## AIM OF THE TASK
Extract all lines from the data beneath that include the word "PathBuf".

(Records contained in a dataset)
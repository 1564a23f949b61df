mod auth;
mod backup;
mod calendar;
mod config;
mod db;
mod ipc;
mod weekdays;

use clap::Parser;
use serde_json::json;
use std::io::{self, BufRead, Write};
use std::path::PathBuf;
use tracing_subscriber::EnvFilter;

/// Admin-console sidecar: line-delimited JSON requests on stdin, one
/// response per line on stdout. Logs go to stderr.
#[derive(Debug, Parser)]
#[command(name = "academyd", version, about)]
struct Cli {
    /// Open this workspace before reading requests.
    #[arg(long, env = "ACADEMYD_WORKSPACE")]
    workspace: Option<PathBuf>,

    /// Serve the built-in fixture catalogue regardless of workspace config.
    #[arg(long)]
    mock: bool,

    /// Log filter used when RUST_LOG is unset.
    #[arg(long, default_value = "info")]
    log_level: String,
}

fn init_tracing(level: &str) {
    let filter = EnvFilter::try_from_default_env()
        .or_else(|_| EnvFilter::try_new(level))
        .unwrap_or_else(|_| EnvFilter::new("info"));
    tracing_subscriber::fmt()
        .with_env_filter(filter)
        .with_writer(io::stderr)
        .with_target(false)
        .init();
}

fn main() -> anyhow::Result<()> {
    let cli = Cli::parse();
    init_tracing(&cli.log_level);

    let mut state = ipc::AppState::new(cli.mock);
    if let Some(path) = &cli.workspace {
        ipc::open_workspace(&mut state, path)?;
    }
    tracing::info!(version = env!("CARGO_PKG_VERSION"), "academyd ready");

    let stdin = io::stdin();
    let mut stdout = io::stdout();

    for line in stdin.lock().lines() {
        let line = match line {
            Ok(v) => v,
            Err(e) => {
                tracing::error!(error = %e, "stdin closed");
                break;
            }
        };
        if line.trim().is_empty() {
            continue;
        }

        let resp = match serde_json::from_str::<ipc::Request>(&line) {
            Ok(req) => ipc::handle_request(&mut state, req),
            // No id to echo back.
            Err(e) => json!({
                "ok": false,
                "error": { "code": "bad_json", "message": e.to_string() },
            }),
        };
        let text = serde_json::to_string(&resp).unwrap_or_else(|_| "{\"ok\":false}".to_string());
        writeln!(stdout, "{}", text)?;
        stdout.flush()?;
    }
    Ok(())
}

## RESPONSE TO THIS EXERCISE
use std::path::PathBuf;
    workspace: Option<PathBuf>,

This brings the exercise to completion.